Adil Khalid, left, and Butti al Muhairi, Emirati members of the Abu Dhabi Ocean Racing Team yacht, participate in a practice run.
Adil Khalid, left, and Butti al Muhairi, Emirati members of the Abu Dhabi Ocean Racing Team yacht, participate in a practice run.

The calm before the storm hits the Volvo Ocean Race



While the Volvo Ocean Race that will begin in late October and persist for nine bloated months will rank among the more gruelling human exercises, the Abu Dhabi team will mark a milestone on Tuesday evening in one of the least gruelling places on the planet.

The keenly anticipated new yacht which Abu Dhabi Ocean Racing's (ADOR) 11 sailors will inhabit and navigate around three oceans and six continents will arrive here on Tuesday afternoon, then preen quietly to a group of well-wishers here in a place so picturesque it has earned replications in Japan and Florida.

Here in this gumdrop of a village where a finger of the Mediterranean Sea comes in to say hello with bobbing little boats and lounging cafes in a U-shape around the quay, and where about the only jolting matter would be the staggering taxi fare from the nearby tourist enclave of Santa Margherita that must qualify as some sort of world record for taxi-meter accumulation speed, the new creation will materialise.

Having touched water last Thursday just up the coast around several bends at La Spezia for a six-day testing and commissioning period, it will have left La Spezia at 6 am on Tuesday for the 48-kilometre trek to Portofino for its unveiling.

Here by early evening, it will reveal its colours and take on an official moniker in a naming ceremony, with the name chosen from an Abu Dhabi Tourism Authority (ADTA)-sponsored contest.

Built since last winter by the Italian company Persico, the boat will appear parked beneath the second-floor-level Il Pitosforo restaurant, which juts out from the edge of the row of storybook Italian buildings and looks down upon the quay. That will precede a tour by skipper Ian Walker, a spin around the water for the benefit of photographers and a celebratory dinner.

As for the gruel, that will begin on October 29 on another edge of the Mediterranean in Alicante, Spain, with conclusion predicted for early July in Galway, Ireland.

For the launch, the ADTA has chosen a place almost unearthly in its escapism.

The 493-strong village of Portofino, noted for its uncommon perfection, rests around curvy sea-edge roads from Santa Margherita, which rests a slow train ride through the sea-edged tunnels from Genoa, the city that sits about 70 kilometres southwest of Milan.

With its village and its cafes nestled among the cliffs, Portofino looks like a daydream and sports an unusual confluence of vegetation, with palms tucked here and there amid the myrtles and butcher's brooms and heathers, not to mention the nearby pine woods, chestnut woods, olive groves and vineyards.

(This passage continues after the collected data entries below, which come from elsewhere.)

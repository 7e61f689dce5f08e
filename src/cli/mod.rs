//! Command Line Interface (CLI) layer for `dlsc`.
//!
//! This module defines argument parsing (`args`), error types (`errors`),
//! and the orchestration logic (`runner`): load the config, read the soil
//! grid, resolve the region and point selection, then build and write the
//! site file and companion raster through `ldndc_site::api`.
//!
//! If you are embedding the site builder into another application, prefer
//! the high-level `ldndc_site::api` module instead of calling the CLI code.
pub mod args;
pub mod errors;
pub mod runner;

pub use args::CliArgs;
pub use runner::run;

The area is so small and serene that as of last evening amid about 75 small boats beneath quietly overcast skies, the three yachts of gigantic size looked out of place when parked beneath the restaurant in the place where Abu Dhabi Ocean Racing's vessel will turn up on Tuesday.

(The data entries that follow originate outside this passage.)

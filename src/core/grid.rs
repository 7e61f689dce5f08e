//! Gridded soil data held in memory.
//!
//! `GridCoords` carries the shared latitude/longitude vectors, `SoilGrid` the named
//! per-layer variables with shape `(layer, lat, lon)`. Every variable of one grid
//! shares the same coordinates; `SoilGrid::insert` enforces that.
use std::collections::BTreeMap;

use ndarray::{Array3, Axis};

use crate::error::{Error, Result};

/// Cell-centre coordinates of a regular lat/lon grid.
#[derive(Debug, Clone, PartialEq)]
pub struct GridCoords {
    pub lat: Vec<f64>,
    pub lon: Vec<f64>,
}

impl GridCoords {
    pub fn new(lat: Vec<f64>, lon: Vec<f64>) -> Self {
        Self { lat, lon }
    }

    /// Build regular coordinates from a first cell centre and a step per axis
    pub fn regular(lat0: f64, dlat: f64, nlat: usize, lon0: f64, dlon: f64, nlon: usize) -> Self {
        Self {
            lat: (0..nlat).map(|i| lat0 + i as f64 * dlat).collect(),
            lon: (0..nlon).map(|j| lon0 + j as f64 * dlon).collect(),
        }
    }

    /// Cell-centre coordinates from a GDAL geotransform of a `cols x rows` raster
    pub fn from_geotransform(gt: &[f64; 6], cols: usize, rows: usize) -> Self {
        Self {
            lat: (0..rows).map(|i| gt[3] + (i as f64 + 0.5) * gt[5]).collect(),
            lon: (0..cols).map(|j| gt[0] + (j as f64 + 0.5) * gt[1]).collect(),
        }
    }

    /// (rows, cols) = (n_lat, n_lon)
    pub fn shape(&self) -> (usize, usize) {
        (self.lat.len(), self.lon.len())
    }

    pub fn is_empty(&self) -> bool {
        self.lat.is_empty() || self.lon.is_empty()
    }

    pub fn lat_step(&self) -> Option<f64> {
        step(&self.lat)
    }

    pub fn lon_step(&self) -> Option<f64> {
        step(&self.lon)
    }

    /// True when latitude increases with the row index (south-up storage)
    pub fn lat_ascending(&self) -> bool {
        matches!(self.lat_step(), Some(d) if d > 0.0)
    }

    /// Row whose latitude is closest to `lat`
    pub fn nearest_row(&self, lat: f64) -> Option<usize> {
        nearest(&self.lat, lat)
    }

    /// Column whose longitude is closest to `lon`
    pub fn nearest_col(&self, lon: f64) -> Option<usize> {
        nearest(&self.lon, lon)
    }

    /// GDAL geotransform of this grid. `fallback_res` is used on axes with a single cell.
    pub fn geotransform(&self, fallback_res: f64) -> [f64; 6] {
        let dlon = self.lon_step().unwrap_or(fallback_res);
        let dlat = self.lat_step().unwrap_or(-fallback_res);
        let lon0 = self.lon.first().copied().unwrap_or(0.0);
        let lat0 = self.lat.first().copied().unwrap_or(0.0);
        [lon0 - dlon / 2.0, dlon, 0.0, lat0 - dlat / 2.0, 0.0, dlat]
    }

    /// Sub-grid made of the given rows and columns, in the given order
    pub fn select(&self, rows: &[usize], cols: &[usize]) -> Self {
        Self {
            lat: rows.iter().map(|&i| self.lat[i]).collect(),
            lon: cols.iter().map(|&j| self.lon[j]).collect(),
        }
    }
}

fn step(values: &[f64]) -> Option<f64> {
    match values {
        [a, b, ..] => Some(b - a),
        _ => None,
    }
}

fn nearest(values: &[f64], target: f64) -> Option<usize> {
    values
        .iter()
        .enumerate()
        .min_by(|(_, a), (_, b)| (*a - target).abs().total_cmp(&(*b - target).abs()))
        .map(|(idx, _)| idx)
}

/// Named multi-layer variables over one `GridCoords`.
#[derive(Debug, Clone)]
pub struct SoilGrid {
    coords: GridCoords,
    layers: usize,
    variables: BTreeMap<String, Array3<f64>>,
}

impl SoilGrid {
    pub fn new(coords: GridCoords, layers: usize) -> Self {
        Self {
            coords,
            layers,
            variables: BTreeMap::new(),
        }
    }

    /// Add or replace a variable; its shape must be `(layers, n_lat, n_lon)`
    pub fn insert(&mut self, name: impl Into<String>, data: Array3<f64>) -> Result<()> {
        let name = name.into();
        let (rows, cols) = self.coords.shape();
        let expected = vec![self.layers, rows, cols];
        if data.shape() != expected.as_slice() {
            return Err(Error::ShapeMismatch {
                what: name,
                expected,
                found: data.shape().to_vec(),
            });
        }
        self.variables.insert(name, data);
        Ok(())
    }

    /// Builder-style `insert`
    pub fn with_variable(mut self, name: impl Into<String>, data: Array3<f64>) -> Result<Self> {
        self.insert(name, data)?;
        Ok(self)
    }

    pub fn get(&self, name: &str) -> Option<&Array3<f64>> {
        self.variables.get(name)
    }

    pub fn contains(&self, name: &str) -> bool {
        self.variables.contains_key(name)
    }

    pub fn names(&self) -> impl Iterator<Item = &str> {
        self.variables.keys().map(String::as_str)
    }

    pub fn variables(&self) -> impl Iterator<Item = (&str, &Array3<f64>)> {
        self.variables.iter().map(|(k, v)| (k.as_str(), v))
    }

    pub fn coords(&self) -> &GridCoords {
        &self.coords
    }

    pub fn layers(&self) -> usize {
        self.layers
    }

    /// (n_lat, n_lon)
    pub fn shape(&self) -> (usize, usize) {
        self.coords.shape()
    }

    /// Copy of the grid restricted to the given rows and columns
    pub fn subset(&self, rows: &[usize], cols: &[usize]) -> SoilGrid {
        let variables = self
            .variables
            .iter()
            .map(|(name, data)| {
                let picked = data.select(Axis(1), rows).select(Axis(2), cols);
                (name.clone(), picked)
            })
            .collect();
        SoilGrid {
            coords: self.coords.select(rows, cols),
            layers: self.layers,
            variables,
        }
    }

    /// Values of `name` at one cell, surface first
    pub fn profile(&self, name: &str, row: usize, col: usize) -> Option<Vec<f64>> {
        self.variables
            .get(name)
            .map(|data| (0..self.layers).map(|k| data[[k, row, col]]).collect())
    }
}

Contrasting with a launch site of so little bustle that you can hear the water lapping harmlessly at the shore, and where it seems surprising to find a no-trespassing military zone at the end of one side of the walkway, Abu Dhabi Ocean Racing has been something closer to frenetic of late.

As one of at least six teams that will make a race that will alight in Abu Dhabi itself at the new year, ADOR has spent the non-sailing time preparing both in Italy and in England.

In Italy, as Walker noted last month, it has settled on sail types while using 25 years of weather data to "optimise our routing solutions, which can be a painstaking process".

In the cold and unsettled waters around England, meanwhile, the Emirati team members Adil Khalid and Butti Al Muhairi have trained. ADOR will be Abu Dhabi's first entry in the 11-year-old event.

It will launch in tranquillity.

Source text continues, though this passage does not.